-- EXERCISE DIRECTIONS --
Only the lines from the beginning of the data below through the line containing "impl fmt::Debug for MacAddr" belong in the response, each copied exactly.

-- DATA --
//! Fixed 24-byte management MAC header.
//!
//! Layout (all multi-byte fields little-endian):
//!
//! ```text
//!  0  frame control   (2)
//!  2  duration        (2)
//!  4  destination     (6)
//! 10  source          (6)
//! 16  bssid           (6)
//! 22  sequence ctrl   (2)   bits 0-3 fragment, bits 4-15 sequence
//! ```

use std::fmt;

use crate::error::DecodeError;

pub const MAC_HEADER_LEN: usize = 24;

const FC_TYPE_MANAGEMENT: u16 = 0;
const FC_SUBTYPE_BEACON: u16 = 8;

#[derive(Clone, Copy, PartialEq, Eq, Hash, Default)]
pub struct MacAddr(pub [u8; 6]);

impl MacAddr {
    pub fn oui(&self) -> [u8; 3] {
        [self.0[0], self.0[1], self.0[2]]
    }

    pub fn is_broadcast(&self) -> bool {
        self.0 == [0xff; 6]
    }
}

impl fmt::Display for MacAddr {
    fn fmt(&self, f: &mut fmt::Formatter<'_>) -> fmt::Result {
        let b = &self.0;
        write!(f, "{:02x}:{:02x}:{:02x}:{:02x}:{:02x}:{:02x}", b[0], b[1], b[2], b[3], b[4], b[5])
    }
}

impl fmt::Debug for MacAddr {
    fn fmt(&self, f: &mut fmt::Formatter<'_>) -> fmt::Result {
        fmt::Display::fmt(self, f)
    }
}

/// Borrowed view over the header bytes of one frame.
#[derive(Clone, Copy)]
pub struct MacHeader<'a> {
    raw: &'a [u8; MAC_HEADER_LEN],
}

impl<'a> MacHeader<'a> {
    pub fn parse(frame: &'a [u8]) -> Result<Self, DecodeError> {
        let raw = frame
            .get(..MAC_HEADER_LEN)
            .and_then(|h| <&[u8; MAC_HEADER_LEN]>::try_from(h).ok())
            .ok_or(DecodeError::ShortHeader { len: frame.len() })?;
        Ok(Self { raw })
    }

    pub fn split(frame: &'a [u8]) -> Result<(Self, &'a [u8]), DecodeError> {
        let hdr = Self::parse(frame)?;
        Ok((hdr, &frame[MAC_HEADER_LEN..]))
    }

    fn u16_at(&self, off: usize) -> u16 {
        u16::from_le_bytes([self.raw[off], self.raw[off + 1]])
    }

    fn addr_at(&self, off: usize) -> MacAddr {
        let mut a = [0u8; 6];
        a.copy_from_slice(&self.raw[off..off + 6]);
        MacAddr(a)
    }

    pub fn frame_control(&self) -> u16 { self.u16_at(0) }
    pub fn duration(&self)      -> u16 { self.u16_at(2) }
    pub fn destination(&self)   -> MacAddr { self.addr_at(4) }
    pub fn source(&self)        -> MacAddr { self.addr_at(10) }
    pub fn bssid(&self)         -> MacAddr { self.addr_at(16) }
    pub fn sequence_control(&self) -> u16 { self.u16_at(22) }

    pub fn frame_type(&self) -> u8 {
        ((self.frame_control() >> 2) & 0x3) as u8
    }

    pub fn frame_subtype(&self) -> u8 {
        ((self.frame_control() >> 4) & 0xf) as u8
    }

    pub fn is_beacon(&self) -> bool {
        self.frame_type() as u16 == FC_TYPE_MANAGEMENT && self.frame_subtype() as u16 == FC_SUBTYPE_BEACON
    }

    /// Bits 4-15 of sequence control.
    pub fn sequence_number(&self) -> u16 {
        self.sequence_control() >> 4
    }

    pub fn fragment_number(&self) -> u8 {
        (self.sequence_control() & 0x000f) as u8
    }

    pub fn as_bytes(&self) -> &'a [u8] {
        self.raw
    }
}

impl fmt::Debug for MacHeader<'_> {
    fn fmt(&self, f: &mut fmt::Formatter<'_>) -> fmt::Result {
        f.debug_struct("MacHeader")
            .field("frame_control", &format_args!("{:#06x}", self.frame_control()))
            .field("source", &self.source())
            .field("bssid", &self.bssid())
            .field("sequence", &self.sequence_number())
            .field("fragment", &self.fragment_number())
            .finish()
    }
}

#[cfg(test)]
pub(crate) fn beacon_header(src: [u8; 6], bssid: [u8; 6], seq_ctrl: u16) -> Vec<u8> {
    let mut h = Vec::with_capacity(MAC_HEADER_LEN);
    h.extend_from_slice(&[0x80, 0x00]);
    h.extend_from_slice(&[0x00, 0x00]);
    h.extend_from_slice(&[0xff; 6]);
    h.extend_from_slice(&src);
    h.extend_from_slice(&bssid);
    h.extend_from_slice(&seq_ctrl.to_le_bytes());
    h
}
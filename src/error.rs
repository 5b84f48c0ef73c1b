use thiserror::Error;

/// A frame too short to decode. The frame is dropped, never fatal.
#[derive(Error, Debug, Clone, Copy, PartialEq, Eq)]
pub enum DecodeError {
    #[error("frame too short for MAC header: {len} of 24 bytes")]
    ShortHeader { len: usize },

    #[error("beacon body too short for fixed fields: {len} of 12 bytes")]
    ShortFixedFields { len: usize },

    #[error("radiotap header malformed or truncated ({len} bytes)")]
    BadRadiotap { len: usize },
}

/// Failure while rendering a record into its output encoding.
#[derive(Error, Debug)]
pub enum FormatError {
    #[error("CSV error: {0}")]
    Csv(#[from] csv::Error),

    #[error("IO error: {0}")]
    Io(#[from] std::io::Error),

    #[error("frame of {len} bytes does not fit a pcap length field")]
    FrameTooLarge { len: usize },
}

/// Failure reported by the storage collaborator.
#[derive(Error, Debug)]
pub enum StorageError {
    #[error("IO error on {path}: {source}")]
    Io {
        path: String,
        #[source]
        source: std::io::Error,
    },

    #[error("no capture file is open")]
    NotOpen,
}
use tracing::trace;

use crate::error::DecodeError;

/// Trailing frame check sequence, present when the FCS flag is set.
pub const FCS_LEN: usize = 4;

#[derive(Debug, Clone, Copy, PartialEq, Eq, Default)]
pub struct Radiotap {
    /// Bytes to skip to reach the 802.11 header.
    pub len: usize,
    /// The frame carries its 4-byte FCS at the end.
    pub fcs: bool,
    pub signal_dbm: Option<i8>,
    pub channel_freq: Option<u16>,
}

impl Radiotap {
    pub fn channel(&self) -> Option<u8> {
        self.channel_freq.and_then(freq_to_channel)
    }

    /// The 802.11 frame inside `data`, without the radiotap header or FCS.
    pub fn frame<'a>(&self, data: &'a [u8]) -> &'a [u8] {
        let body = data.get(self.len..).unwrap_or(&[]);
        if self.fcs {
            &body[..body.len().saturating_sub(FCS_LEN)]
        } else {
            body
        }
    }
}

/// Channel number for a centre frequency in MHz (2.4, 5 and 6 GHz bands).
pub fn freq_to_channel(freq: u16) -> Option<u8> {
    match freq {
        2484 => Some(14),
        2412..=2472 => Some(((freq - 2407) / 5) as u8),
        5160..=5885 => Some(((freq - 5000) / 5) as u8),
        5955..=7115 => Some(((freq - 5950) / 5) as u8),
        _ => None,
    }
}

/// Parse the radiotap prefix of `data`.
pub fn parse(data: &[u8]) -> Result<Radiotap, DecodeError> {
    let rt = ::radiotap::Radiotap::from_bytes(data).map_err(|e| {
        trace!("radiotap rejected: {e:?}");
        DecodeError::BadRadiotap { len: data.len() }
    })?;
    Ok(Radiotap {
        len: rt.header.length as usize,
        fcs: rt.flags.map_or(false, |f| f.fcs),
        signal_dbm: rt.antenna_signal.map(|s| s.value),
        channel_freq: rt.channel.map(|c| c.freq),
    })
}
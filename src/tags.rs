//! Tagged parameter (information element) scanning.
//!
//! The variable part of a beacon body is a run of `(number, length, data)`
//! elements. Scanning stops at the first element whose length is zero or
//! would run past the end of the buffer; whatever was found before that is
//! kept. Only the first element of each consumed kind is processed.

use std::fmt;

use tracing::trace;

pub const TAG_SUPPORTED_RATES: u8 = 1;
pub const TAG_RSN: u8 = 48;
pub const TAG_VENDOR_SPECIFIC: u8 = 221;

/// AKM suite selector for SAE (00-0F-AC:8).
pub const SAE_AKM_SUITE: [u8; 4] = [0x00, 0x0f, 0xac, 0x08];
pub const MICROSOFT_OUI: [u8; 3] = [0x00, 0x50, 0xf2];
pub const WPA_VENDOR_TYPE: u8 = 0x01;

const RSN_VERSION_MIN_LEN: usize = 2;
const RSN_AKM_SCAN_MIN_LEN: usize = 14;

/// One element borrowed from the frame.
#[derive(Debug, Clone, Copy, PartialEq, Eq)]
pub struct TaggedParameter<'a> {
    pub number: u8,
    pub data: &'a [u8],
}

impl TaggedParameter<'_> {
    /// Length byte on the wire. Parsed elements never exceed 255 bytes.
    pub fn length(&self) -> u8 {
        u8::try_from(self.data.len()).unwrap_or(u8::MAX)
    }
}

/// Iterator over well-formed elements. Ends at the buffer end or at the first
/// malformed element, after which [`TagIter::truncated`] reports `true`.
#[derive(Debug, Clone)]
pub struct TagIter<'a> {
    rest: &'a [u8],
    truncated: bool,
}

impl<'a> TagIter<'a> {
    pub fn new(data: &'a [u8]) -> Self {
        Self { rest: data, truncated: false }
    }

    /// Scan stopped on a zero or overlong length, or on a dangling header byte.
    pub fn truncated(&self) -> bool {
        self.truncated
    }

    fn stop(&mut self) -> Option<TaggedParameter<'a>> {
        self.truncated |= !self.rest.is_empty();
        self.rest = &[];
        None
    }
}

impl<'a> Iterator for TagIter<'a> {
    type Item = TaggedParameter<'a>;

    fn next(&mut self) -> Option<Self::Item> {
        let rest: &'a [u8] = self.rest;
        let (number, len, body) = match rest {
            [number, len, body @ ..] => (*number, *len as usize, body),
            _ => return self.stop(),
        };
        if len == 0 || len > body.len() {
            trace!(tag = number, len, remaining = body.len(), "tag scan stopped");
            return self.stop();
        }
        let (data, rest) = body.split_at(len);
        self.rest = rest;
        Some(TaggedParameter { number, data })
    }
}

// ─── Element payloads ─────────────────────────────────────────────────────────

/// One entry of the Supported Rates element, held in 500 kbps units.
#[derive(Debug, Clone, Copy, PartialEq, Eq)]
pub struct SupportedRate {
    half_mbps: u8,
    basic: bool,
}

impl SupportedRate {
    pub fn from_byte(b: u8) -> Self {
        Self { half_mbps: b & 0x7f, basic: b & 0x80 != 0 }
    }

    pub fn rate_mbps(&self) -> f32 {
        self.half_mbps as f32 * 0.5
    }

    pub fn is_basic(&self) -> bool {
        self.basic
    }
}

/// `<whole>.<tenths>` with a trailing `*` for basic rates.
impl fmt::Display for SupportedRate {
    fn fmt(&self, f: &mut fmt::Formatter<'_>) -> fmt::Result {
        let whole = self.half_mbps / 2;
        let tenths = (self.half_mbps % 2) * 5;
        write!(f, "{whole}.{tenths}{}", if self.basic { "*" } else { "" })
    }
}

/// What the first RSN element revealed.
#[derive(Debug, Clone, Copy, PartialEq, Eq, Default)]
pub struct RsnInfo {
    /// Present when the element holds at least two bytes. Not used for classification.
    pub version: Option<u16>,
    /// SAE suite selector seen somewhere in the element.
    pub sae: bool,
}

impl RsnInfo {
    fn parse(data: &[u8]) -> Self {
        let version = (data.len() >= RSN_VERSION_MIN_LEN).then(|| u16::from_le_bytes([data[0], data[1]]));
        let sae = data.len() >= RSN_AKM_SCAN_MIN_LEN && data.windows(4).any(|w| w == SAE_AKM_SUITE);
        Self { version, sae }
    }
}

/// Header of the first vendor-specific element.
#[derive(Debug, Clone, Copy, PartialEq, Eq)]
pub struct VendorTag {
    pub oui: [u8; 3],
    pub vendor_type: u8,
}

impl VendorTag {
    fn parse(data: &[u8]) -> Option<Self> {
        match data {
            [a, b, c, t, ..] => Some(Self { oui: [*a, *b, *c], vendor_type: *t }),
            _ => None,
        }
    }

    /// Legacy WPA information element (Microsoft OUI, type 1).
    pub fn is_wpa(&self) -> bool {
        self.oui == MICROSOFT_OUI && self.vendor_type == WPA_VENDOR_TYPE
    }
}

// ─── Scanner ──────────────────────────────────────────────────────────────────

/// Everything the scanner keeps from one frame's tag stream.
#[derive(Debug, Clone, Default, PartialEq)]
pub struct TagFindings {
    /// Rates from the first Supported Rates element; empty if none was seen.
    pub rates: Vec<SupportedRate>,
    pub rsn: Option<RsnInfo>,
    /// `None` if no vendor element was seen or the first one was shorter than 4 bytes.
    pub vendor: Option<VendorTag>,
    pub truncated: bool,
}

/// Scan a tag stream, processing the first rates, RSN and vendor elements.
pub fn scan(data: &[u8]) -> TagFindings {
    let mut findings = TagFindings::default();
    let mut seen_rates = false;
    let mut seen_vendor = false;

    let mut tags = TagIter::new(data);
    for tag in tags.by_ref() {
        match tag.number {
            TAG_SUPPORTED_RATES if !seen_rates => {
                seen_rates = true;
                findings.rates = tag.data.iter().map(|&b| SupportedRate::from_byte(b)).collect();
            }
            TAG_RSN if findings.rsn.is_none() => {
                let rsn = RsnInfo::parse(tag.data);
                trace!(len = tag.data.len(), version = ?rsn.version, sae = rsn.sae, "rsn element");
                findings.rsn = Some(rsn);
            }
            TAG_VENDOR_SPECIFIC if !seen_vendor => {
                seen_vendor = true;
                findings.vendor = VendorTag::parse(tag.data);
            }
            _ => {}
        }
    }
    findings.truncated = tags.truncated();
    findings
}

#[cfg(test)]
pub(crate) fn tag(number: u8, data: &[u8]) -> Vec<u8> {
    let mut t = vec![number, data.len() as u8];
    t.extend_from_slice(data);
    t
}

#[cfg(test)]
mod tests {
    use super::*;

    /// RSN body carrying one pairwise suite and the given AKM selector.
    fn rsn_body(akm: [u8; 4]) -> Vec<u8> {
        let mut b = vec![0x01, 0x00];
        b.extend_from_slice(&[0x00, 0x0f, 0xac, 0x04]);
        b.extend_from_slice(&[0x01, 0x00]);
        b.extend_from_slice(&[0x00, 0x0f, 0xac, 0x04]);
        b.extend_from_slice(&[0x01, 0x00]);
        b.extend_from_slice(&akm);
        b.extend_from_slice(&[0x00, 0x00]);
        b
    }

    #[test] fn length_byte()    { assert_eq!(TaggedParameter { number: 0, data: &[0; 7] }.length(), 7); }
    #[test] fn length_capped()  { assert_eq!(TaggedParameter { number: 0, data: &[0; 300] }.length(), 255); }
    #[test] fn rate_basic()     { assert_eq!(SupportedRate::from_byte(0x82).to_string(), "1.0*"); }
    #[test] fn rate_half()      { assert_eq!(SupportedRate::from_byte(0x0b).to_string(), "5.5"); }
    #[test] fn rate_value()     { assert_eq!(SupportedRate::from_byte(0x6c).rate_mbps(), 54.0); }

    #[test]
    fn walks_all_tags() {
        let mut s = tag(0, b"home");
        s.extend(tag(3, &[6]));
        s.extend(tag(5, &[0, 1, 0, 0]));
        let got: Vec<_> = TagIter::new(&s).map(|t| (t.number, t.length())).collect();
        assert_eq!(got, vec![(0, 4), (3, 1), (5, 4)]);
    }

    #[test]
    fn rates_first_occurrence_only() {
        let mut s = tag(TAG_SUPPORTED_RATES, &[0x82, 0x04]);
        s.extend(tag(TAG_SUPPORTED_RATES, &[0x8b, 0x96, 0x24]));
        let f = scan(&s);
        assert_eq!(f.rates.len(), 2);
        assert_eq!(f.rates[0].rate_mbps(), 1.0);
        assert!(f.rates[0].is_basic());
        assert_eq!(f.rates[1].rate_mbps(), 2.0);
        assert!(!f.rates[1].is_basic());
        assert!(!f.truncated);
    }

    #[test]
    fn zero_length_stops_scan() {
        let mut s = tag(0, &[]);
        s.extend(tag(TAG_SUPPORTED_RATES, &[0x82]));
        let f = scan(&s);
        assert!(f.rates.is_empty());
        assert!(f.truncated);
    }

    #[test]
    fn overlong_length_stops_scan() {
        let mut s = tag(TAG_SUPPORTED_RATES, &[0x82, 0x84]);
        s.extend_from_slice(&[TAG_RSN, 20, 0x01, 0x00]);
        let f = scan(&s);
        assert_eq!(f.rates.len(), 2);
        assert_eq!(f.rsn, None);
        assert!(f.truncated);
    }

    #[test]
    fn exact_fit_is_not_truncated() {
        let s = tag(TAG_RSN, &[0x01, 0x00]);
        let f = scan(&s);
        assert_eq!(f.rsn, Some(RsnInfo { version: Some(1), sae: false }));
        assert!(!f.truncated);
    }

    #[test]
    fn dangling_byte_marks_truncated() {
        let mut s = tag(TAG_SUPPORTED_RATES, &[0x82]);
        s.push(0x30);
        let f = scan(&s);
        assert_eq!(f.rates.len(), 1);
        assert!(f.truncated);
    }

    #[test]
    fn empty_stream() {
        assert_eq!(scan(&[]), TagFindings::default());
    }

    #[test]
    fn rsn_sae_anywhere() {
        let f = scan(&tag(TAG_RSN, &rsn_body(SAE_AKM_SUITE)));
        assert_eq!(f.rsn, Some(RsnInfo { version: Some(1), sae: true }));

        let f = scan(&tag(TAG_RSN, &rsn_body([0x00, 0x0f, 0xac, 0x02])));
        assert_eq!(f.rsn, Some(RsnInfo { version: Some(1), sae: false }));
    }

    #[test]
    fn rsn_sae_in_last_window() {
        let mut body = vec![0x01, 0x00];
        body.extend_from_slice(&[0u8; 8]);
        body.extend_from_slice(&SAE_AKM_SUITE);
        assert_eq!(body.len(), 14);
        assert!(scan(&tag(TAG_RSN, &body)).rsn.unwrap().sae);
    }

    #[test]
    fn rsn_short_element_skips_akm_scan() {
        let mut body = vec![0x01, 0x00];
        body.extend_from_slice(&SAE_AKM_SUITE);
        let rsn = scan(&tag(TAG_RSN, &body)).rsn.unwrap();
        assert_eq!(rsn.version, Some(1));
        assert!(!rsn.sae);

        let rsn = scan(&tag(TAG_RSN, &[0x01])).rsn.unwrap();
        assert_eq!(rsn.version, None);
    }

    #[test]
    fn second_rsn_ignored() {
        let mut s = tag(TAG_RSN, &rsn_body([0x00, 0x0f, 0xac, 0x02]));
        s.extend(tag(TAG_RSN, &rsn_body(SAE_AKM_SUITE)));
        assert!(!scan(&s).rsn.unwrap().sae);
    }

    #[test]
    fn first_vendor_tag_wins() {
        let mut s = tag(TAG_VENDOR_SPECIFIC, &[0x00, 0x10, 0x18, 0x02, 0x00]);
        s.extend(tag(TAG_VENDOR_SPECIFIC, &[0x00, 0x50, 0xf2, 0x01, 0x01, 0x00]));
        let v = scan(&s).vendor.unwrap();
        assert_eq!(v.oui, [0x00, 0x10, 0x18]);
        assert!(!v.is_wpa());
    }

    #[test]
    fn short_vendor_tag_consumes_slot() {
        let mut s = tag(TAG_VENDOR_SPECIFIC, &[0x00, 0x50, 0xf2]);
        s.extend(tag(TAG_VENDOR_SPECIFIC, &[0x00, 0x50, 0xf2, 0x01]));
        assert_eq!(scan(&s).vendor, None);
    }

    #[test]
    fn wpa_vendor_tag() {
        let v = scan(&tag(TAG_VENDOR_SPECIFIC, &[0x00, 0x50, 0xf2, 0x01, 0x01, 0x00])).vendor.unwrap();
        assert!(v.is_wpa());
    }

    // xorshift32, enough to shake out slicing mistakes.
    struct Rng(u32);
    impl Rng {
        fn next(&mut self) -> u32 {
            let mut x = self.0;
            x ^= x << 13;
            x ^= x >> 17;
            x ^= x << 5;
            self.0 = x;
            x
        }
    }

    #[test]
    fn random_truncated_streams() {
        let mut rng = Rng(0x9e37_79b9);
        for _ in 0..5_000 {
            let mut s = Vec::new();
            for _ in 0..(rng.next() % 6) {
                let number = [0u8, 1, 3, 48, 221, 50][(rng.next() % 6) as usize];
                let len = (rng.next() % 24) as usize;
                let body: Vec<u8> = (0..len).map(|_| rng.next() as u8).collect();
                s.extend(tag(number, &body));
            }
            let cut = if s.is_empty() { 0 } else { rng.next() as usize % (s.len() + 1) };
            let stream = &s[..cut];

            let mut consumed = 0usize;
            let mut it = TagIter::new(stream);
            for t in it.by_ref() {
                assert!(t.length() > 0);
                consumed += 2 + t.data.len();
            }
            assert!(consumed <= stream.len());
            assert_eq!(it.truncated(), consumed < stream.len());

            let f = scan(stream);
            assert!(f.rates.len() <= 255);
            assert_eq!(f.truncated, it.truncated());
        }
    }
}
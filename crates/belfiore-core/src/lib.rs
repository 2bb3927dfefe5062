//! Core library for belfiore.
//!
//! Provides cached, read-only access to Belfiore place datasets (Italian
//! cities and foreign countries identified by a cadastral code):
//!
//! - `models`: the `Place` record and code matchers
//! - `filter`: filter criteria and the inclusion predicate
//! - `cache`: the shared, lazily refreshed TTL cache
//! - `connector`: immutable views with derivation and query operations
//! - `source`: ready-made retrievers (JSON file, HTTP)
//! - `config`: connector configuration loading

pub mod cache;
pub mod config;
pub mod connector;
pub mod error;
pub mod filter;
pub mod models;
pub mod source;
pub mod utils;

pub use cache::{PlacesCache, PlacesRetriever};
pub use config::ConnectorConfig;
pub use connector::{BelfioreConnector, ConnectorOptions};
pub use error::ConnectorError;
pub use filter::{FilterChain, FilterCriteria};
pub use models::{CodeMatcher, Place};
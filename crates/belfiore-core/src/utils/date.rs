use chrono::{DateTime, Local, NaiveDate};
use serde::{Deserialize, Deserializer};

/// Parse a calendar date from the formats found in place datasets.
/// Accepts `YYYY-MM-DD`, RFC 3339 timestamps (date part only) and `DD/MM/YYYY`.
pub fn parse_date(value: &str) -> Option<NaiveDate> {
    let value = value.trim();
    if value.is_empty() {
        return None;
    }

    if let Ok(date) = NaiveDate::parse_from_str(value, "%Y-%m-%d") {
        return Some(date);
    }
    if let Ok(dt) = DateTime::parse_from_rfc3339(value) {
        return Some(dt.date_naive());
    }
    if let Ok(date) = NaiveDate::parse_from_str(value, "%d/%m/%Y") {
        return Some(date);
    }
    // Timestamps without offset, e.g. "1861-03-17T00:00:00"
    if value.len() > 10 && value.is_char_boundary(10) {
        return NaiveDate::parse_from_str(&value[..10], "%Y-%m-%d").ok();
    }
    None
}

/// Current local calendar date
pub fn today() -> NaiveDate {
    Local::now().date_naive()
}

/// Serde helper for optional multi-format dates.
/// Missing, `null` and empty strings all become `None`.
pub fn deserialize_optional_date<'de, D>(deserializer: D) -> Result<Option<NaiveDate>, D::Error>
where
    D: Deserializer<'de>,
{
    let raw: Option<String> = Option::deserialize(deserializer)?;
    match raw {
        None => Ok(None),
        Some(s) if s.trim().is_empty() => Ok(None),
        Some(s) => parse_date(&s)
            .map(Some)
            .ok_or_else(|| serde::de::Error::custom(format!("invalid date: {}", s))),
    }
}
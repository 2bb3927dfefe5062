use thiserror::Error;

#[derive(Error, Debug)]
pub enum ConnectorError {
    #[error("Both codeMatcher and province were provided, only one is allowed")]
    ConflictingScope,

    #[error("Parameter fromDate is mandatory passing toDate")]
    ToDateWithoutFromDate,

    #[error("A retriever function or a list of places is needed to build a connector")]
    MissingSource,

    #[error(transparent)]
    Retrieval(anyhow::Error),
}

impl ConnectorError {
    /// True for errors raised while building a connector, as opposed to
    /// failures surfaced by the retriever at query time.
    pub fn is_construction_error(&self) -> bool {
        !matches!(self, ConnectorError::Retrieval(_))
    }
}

-- ANSWER TO THIS EXERCISE --
//! Fixed 24-byte management MAC header.
//!
//! Layout (all multi-byte fields little-endian):
//!
//! ```text
//!  0  frame control   (2)
//!  2  duration        (2)
//!  4  destination     (6)
//! 10  source          (6)
//! 16  bssid           (6)
//! 22  sequence ctrl   (2)   bits 0-3 fragment, bits 4-15 sequence
//! ```

use std::fmt;

use crate::error::DecodeError;

pub const MAC_HEADER_LEN: usize = 24;

const FC_TYPE_MANAGEMENT: u16 = 0;
const FC_SUBTYPE_BEACON: u16 = 8;

#[derive(Clone, Copy, PartialEq, Eq, Hash, Default)]
pub struct MacAddr(pub [u8; 6]);

impl MacAddr {
    pub fn oui(&self) -> [u8; 3] {
        [self.0[0], self.0[1], self.0[2]]
    }

    pub fn is_broadcast(&self) -> bool {
        self.0 == [0xff; 6]
    }
}

impl fmt::Display for MacAddr {
    fn fmt(&self, f: &mut fmt::Formatter<'_>) -> fmt::Result {
        let b = &self.0;
        write!(f, "{:02x}:{:02x}:{:02x}:{:02x}:{:02x}:{:02x}", b[0], b[1], b[2], b[3], b[4], b[5])
    }
}

impl fmt::Debug for MacAddr {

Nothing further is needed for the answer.